Occasionally, when I throw some words out there in a blog post they come back to me like a boomerang, you know? My head sends them down through my fingertips onto the page, but it’s like a carbon copy of them gets stuck inside my head and that usually means that there’s another knot in my thought process which is demanding to be unpicked.

I made a throwaway comment the other day about blaming everything in my life that had ever gone wrong on the fact that I was fat. And that got me thinking. What am I going to blame when I get to Skinny Town if the shit hits the fan?

Yeah well that happened because I’m f…. oh.

The fact is, I’ve spent most of my life either putting weight on or taking weight off, so being fat was always within touching distance and therefore fair game where blame was concerned. My boy crush doesn’t fancy me..? Well there’s a surprise…it’s because I’m fat. Why did I marry this arsehole? Well all the decent blokes were out of my league, because I’m fat. I didn’t get an interview for that job I really liked the look of…yeah they were probably put off because I’m fat. They must have smelled it on my resume.

Isn’t that strange? I can’t think of a single other catch-all reason that would account for so many things going tits up where I wouldn’t have banished it from my life immediately – what a millstone to have around my neck, right? The omnipresent threat of failure, purely down to the size of my arse.  And yet, despite being utterly convinced that being fat was the root of all evil, I stayed fat. Got fatter, even. I mean seriously.

Unless. Maybe I secretly found it useful? If you think about it, I had at my disposal a well polished reason why I couldn’t do…whatever. Why something hadn’t worked out. Anything or everything, it didn’t really matter. I was fat, so no wonder…

Now don’t get me wrong, I’ll be the first to hold my hands up and admit that there have been times where being fat has served a purpose…it’s been useful, you know as in it provided a genuine excuse not to do something I didn’t want to do. My boy wanted to zip-wire off a mountain in Wales a couple of years ago, and he wanted me to do it with him…yeah, right, good luck with that. Sorry love, I can’t…I’m too fat. And for once I was grateful for my extra arse.

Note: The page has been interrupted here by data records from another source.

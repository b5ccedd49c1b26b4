use anyhow::Result;
use clap::Parser;
use dotenv::dotenv;
use std::sync::Arc;
use tokio_util::sync::CancellationToken;
use tracing::{info, warn};
use tracing_subscriber::{layer::SubscriberExt, util::SubscriberInitExt};

use application::SyncController;
use domain::Switch;
use infrastructure::config::BridgeConfig;
use infrastructure::messaging::{BrokerLink, MqttClient, MqttStatePublisher};
use infrastructure::store::StateStore;

#[derive(Parser, Debug)]
#[command(author, version, about, long_about = None)]
struct Args {
    /// Path to config directory (optional)
    #[arg(long, default_value = "config")]
    config_dir: String,

    /// Override MQTT broker host
    #[arg(long)]
    mqtt_host: Option<String>,

    /// Override MQTT broker port
    #[arg(long)]
    mqtt_port: Option<u16>,

    /// Override MQTT username
    #[arg(long)]
    mqtt_username: Option<String>,

    /// Override MQTT password
    #[arg(long)]
    mqtt_password: Option<String>,

    /// Override the switch display name
    #[arg(long)]
    switch_name: Option<String>,

    /// Override the backing file path
    #[arg(long)]
    state_path: Option<String>,
}

async fn run() -> Result<()> {
    dotenv().ok();

    // Initialize tracing
    tracing_subscriber::registry()
        .with(tracing_subscriber::EnvFilter::new(
            std::env::var("RUST_LOG")
                .unwrap_or_else(|_| "info,switch_agent=debug,application=debug".into()),
        ))
        .with(tracing_subscriber::fmt::layer())
        .init();

    info!("🔌 MQTT Switch Bridge starting...");

    // 0. Parse Args
    let args = Args::parse();

    // 1. Load Configuration
    let mut config = BridgeConfig::load(&args.config_dir)?;

    // Override with CLI args if present
    if let Some(host) = args.mqtt_host {
        config.mqtt.host = host;
    }
    if let Some(port) = args.mqtt_port {
        config.mqtt.port = port;
    }
    if let Some(username) = args.mqtt_username {
        config.mqtt.username = Some(username);
    }
    if let Some(password) = args.mqtt_password {
        config.mqtt.password = Some(password);
    }
    if let Some(name) = args.switch_name {
        config.switch.name = name;
    }
    if let Some(path) = args.state_path {
        config.switch.state_path = path;
    }

    // 2. Derive the switch identity (stable for the process lifetime)
    let switch = Switch::new(config.switch.name.clone())?;
    info!(
        device = %switch.device_id(),
        name = %switch.name(),
        path = %config.switch.state_path,
        "✅ Registered switch identity"
    );

    let store = StateStore::new(&config.switch.state_path);

    // 3. Connect to the broker; the transport retries on its own
    info!(host = %config.mqtt.host, port = %config.mqtt.port, "Connecting to MQTT broker...");

    let client_id = format!("switch-{}", switch.device_id());
    let credentials = match (config.mqtt.username.clone(), config.mqtt.password.clone()) {
        (Some(username), Some(password)) => Some((username, password)),
        (Some(username), None) => Some((username, String::new())),
        _ => None,
    };
    let mqtt_client = MqttClient::new(&config.mqtt.host, config.mqtt.port, &client_id, credentials);

    let link: Arc<dyn BrokerLink> = Arc::new(mqtt_client.clone());
    let publisher = Arc::new(MqttStatePublisher::new(
        link.clone(),
        switch.topics().clone(),
    ));

    // 4. Start the sync controller
    let cancel_token = CancellationToken::new();
    let controller = SyncController::new(
        link.clone(),
        mqtt_client.events(),
        publisher,
        store,
        switch,
        cancel_token.clone(),
    );
    let controller_handle = tokio::spawn(controller.run());

    // 5. Shutdown Signal
    match tokio::signal::ctrl_c().await {
        Ok(()) => info!("🛑 Shutting down..."),
        Err(err) => warn!(error = %err, "Unable to listen for shutdown signal"),
    }

    cancel_token.cancel();
    let _ = controller_handle.await;

    // Close the link so the transport flushes and ends gracefully
    if let Err(e) = link.close().await {
        warn!(error = %e, "Error closing broker link");
    }

    info!("👋 Good bye!");
    Ok(())
}

fn main() {
    let rt = tokio::runtime::Runtime::new().unwrap();
    if let Err(e) = rt.block_on(run()) {
        eprintln!("\n❌ CRITICAL ERROR: {:?}", e);
        std::process::exit(1);
    }
}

I suppose it’s about taking responsibility isn’t it? Being accountable for stuff rather than blaming the blubber. I didn’t get the job because I wasn’t good enough. My bad. I married a dickhead because I was chasing a fairy tale and I was dumb enough to imagine that despite all the red-flag-waving-in-my-face warning signs, he was really a good sort. My judgement was off…more than once, as it happens. My bad.

Someone once said to me that when they got to Skinny Town after carrying a lot of extra weight for years, they were disappointed to find that everything in their life didn’t get better immediately. And I get that…being skinny doesn’t guarantee entry into some kind of charmed life where no shit hits the fan ever. I just need to be prepared to apportion responsibility for things not going my way in the right place instead of leaping by default to the because I’m fat bucket.

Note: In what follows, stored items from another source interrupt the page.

//! Application layer - Use cases and business workflows

pub mod discovery;
pub mod sync;

pub use discovery::DiscoveryAnnouncer;
pub use sync::SyncController;
mod state_watcher;

pub use state_watcher::StateWatcher;
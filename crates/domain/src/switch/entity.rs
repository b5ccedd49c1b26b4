use crate::error::Result;
use crate::switch::{DeviceId, TopicSet};
use serde::{Deserialize, Serialize};

/// The single switch this process bridges.
///
/// Groups the display name with the identity and topic set derived from it.
/// Constructed once at startup from configuration; immutable thereafter.
#[derive(Debug, Clone, Serialize, Deserialize)]
pub struct Switch {
    name: String,
    device_id: DeviceId,
    topics: TopicSet,
}

impl Switch {
    pub fn new(name: impl Into<String>) -> Result<Self> {
        let name = name.into();
        let device_id = DeviceId::from_name(&name)?;
        let topics = TopicSet::for_device(&device_id);

        Ok(Self {
            name,
            device_id,
            topics,
        })
    }

    pub fn name(&self) -> &str {
        &self.name
    }

    pub fn device_id(&self) -> &DeviceId {
        &self.device_id
    }

    pub fn topics(&self) -> &TopicSet {
        &self.topics
    }
}
use anyhow::{Result, anyhow};
use async_trait::async_trait;
use rumqttc::{AsyncClient, Event, MqttOptions, Packet, QoS};
use std::sync::{
    Arc,
    atomic::{AtomicBool, Ordering},
};
use std::time::Duration;
use tokio::sync::broadcast;
use tokio::task;
use tracing::{error, info, warn};

/// An inbound publish delivered on a subscribed topic.
#[derive(Clone, Debug)]
pub struct MqttMessage {
    pub topic: String,
    pub payload: Vec<u8>,
}

/// Lifecycle and message events surfaced by the broker link.
///
/// `Connected` fires exactly once per successful handshake, reconnects
/// included. Transport failures surface as `ConnectionLost`; the transport
/// retries on its own, no custom backoff is layered on top.
#[derive(Clone, Debug)]
pub enum LinkEvent {
    Connected,
    Message(MqttMessage),
    ConnectionLost(String),
}

/// Publish/subscribe seam between the application layer and the broker.
#[async_trait]
pub trait BrokerLink: Send + Sync {
    /// Fire-and-forget publish; no acknowledgment is awaited.
    async fn publish(&self, topic: &str, payload: &[u8], retain: bool) -> Result<()>;

    /// Register interest in a topic. Inbound publishes arrive as
    /// [`LinkEvent::Message`] on the event stream.
    async fn subscribe(&self, topic: &str) -> Result<()>;

    /// Close the connection. Idempotent, safe to call multiple times.
    async fn close(&self) -> Result<()>;

    fn is_connected(&self) -> bool;
}

#[derive(Clone)]
pub struct MqttClient {
    client: AsyncClient,
    tx: broadcast::Sender<LinkEvent>,
    connected: Arc<AtomicBool>,
}

impl MqttClient {
    pub fn new(
        host: &str,
        port: u16,
        client_id: &str,
        credentials: Option<(String, String)>,
    ) -> Self {
        let mut mqttoptions = MqttOptions::new(client_id, host, port);
        mqttoptions.set_keep_alive(Duration::from_secs(20));

        if let Some((username, password)) = credentials {
            mqttoptions.set_credentials(username, password);
        }

        let (client, mut eventloop) = AsyncClient::new(mqttoptions, 100);
        let (tx, _) = broadcast::channel(250);
        let tx_clone = tx.clone();
        let connected = Arc::new(AtomicBool::new(false));
        let connected_clone = connected.clone();

        // Spawn a task to handle the event loop
        task::spawn(async move {
            loop {
                match eventloop.poll().await {
                    Ok(notification) => match notification {
                        Event::Incoming(Packet::ConnAck(_)) => {
                            info!("MQTT connected");
                            connected_clone.store(true, Ordering::Relaxed);
                            let _ = tx_clone.send(LinkEvent::Connected);
                        }
                        Event::Incoming(Packet::Publish(publish)) => {
                            let msg = MqttMessage {
                                topic: publish.topic,
                                payload: publish.payload.to_vec(),
                            };
                            // Send errors only mean no one is listening yet;
                            // dropping quietly avoids spam during startup.
                            let _ = tx_clone.send(LinkEvent::Message(msg));
                        }
                        Event::Incoming(Packet::Disconnect) => {
                            warn!("MQTT broker requested disconnect");
                            connected_clone.store(false, Ordering::Relaxed);
                        }
                        Event::Outgoing(rumqttc::Outgoing::Disconnect) => {
                            info!("MQTT client disconnecting");
                            connected_clone.store(false, Ordering::Relaxed);
                        }
                        _ => {}
                    },
                    Err(e) => {
                        error!(error = %e, "MQTT connection error, transport will retry");
                        connected_clone.store(false, Ordering::Relaxed);
                        let _ = tx_clone.send(LinkEvent::ConnectionLost(e.to_string()));
                        tokio::time::sleep(Duration::from_secs(1)).await;
                    }
                }
            }
        });

        Self {
            client,
            tx,
            connected,
        }
    }

    /// Subscribe to the stream of link events (lifecycle + inbound messages)
    pub fn events(&self) -> broadcast::Receiver<LinkEvent> {
        self.tx.subscribe()
    }
}

#[async_trait]
impl BrokerLink for MqttClient {
    async fn publish(&self, topic: &str, payload: &[u8], retain: bool) -> Result<()> {
        self.client
            .publish(topic, QoS::AtMostOnce, retain, payload)
            .await
            .map_err(|e| anyhow!("Failed to publish MQTT message: {}", e))
    }

    async fn subscribe(&self, topic: &str) -> Result<()> {
        self.client
            .subscribe(topic, QoS::AtMostOnce)
            .await
            .map_err(|e| anyhow!("Failed to subscribe to topic {}: {}", topic, e))
    }

    async fn close(&self) -> Result<()> {
        // A disconnect on an already-dead link is a no-op
        if let Err(e) = self.client.disconnect().await {
            warn!(error = %e, "MQTT disconnect on close");
        }
        Ok(())
    }

    fn is_connected(&self) -> bool {
        self.connected.load(Ordering::Relaxed)
    }
}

It’s all good…I’ve got a good year to practice that before I cross the county line 🙂

Like it..? Tell your friends!
 

10 thoughts on “It’s Because I’m Fat!

  1. As you’ve said, Dee, yeah I have stayed a fat girl – even when pared down. Got to expect there will still be that operating software when I’ve changed my address. & I’m okay with that plus any other pecadilloes that I can recognize & compensate for. I’ll deal with it gladly. Maybe going at this slower, we’re giving our skin [:)] AND our psyche a chance to bounce back?

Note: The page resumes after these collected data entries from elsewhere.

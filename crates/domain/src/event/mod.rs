use chrono::{DateTime, Utc};
use serde::{Deserialize, Serialize};

mod publisher;
pub use publisher::EventPublisher;

use crate::switch::{DeviceId, SwitchState};

/// Domain events that can occur in the system
#[derive(Debug, Clone, Serialize, Deserialize)]
#[serde(tag = "type")]
pub enum DomainEvent {
    /// The backing file was observed holding a state (baseline or touch)
    SwitchStateObserved {
        device: DeviceId,
        state: SwitchState,
        timestamp: DateTime<Utc>,
    },

    /// A command from the bus was written to the backing file
    CommandApplied {
        device: DeviceId,
        state: SwitchState,
        timestamp: DateTime<Utc>,
    },
}

impl DomainEvent {
    /// Create a SwitchStateObserved event
    pub fn switch_state_observed(device: DeviceId, state: SwitchState) -> Self {
        Self::SwitchStateObserved {
            device,
            state,
            timestamp: Utc::now(),
        }
    }

    /// Create a CommandApplied event
    pub fn command_applied(device: DeviceId, state: SwitchState) -> Self {
        Self::CommandApplied {
            device,
            state,
            timestamp: Utc::now(),
        }
    }

    /// Get the timestamp of this event
    pub fn timestamp(&self) -> DateTime<Utc> {
        match self {
            Self::SwitchStateObserved { timestamp, .. } => *timestamp,
            Self::CommandApplied { timestamp, .. } => *timestamp,
        }
    }

    /// Get the event type as string
    pub fn event_type(&self) -> &str {
        match self {
            Self::SwitchStateObserved { .. } => "SwitchStateObserved",
            Self::CommandApplied { .. } => "CommandApplied",
        }
    }
}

    No debarking is authorized.

    Susan, glad to hear yr dad is through the first surgery – strength & love to you! Shella aka Fleury Knox

  2. If the question is, “What will I blame once I’m skinny?”, the answer is that you will still think, “It’s because I’m fat.”

    Sounds unreasonable, but it’s true. Even if you are a long-term resident of Skinnytown, even if they elect you mayor and you lead the Memorial Day Parade every year, you will still feel fat-ish–maybe only five or ten pounds, but that’s enough. It will do.

    Fat is a state of mind that’s very hard to shake. If it were easy, everyone would do it. 🙂

  3. My favorite part of the post not that it all wasn’t good is the last paragraph you spoke the truth Dee losing weight will not solve all your problems.

    Thank you guys for your good thoughts and prayers for my dad. My dad had/has two neck arteries stopped up one at 90% the other 80% so they went in and fixed the 90% one first. Dad is coming up on 79 so any surgery is a big deal. I am happy to say that he is doing well and actually got to come home yesterday they don’t keep you long in the hospital anymore. Don’t know yet when the second surgery will be. Thanks again.

  4. We talk about this on the discussion forum for us messy people. We can hide behind the messy house as an excuse why we can’t…whatever it is. More than once the discussions have been about how cleaning and clearing out a house is a lot like losing weight, and some are on both journeys at the same time.

    This growing up stuff isn’t always easy.

    1. You’re so right Mimi. For those of us who are well practised at dodging responsibility for anything self-relating it’s a step change in attitude you know?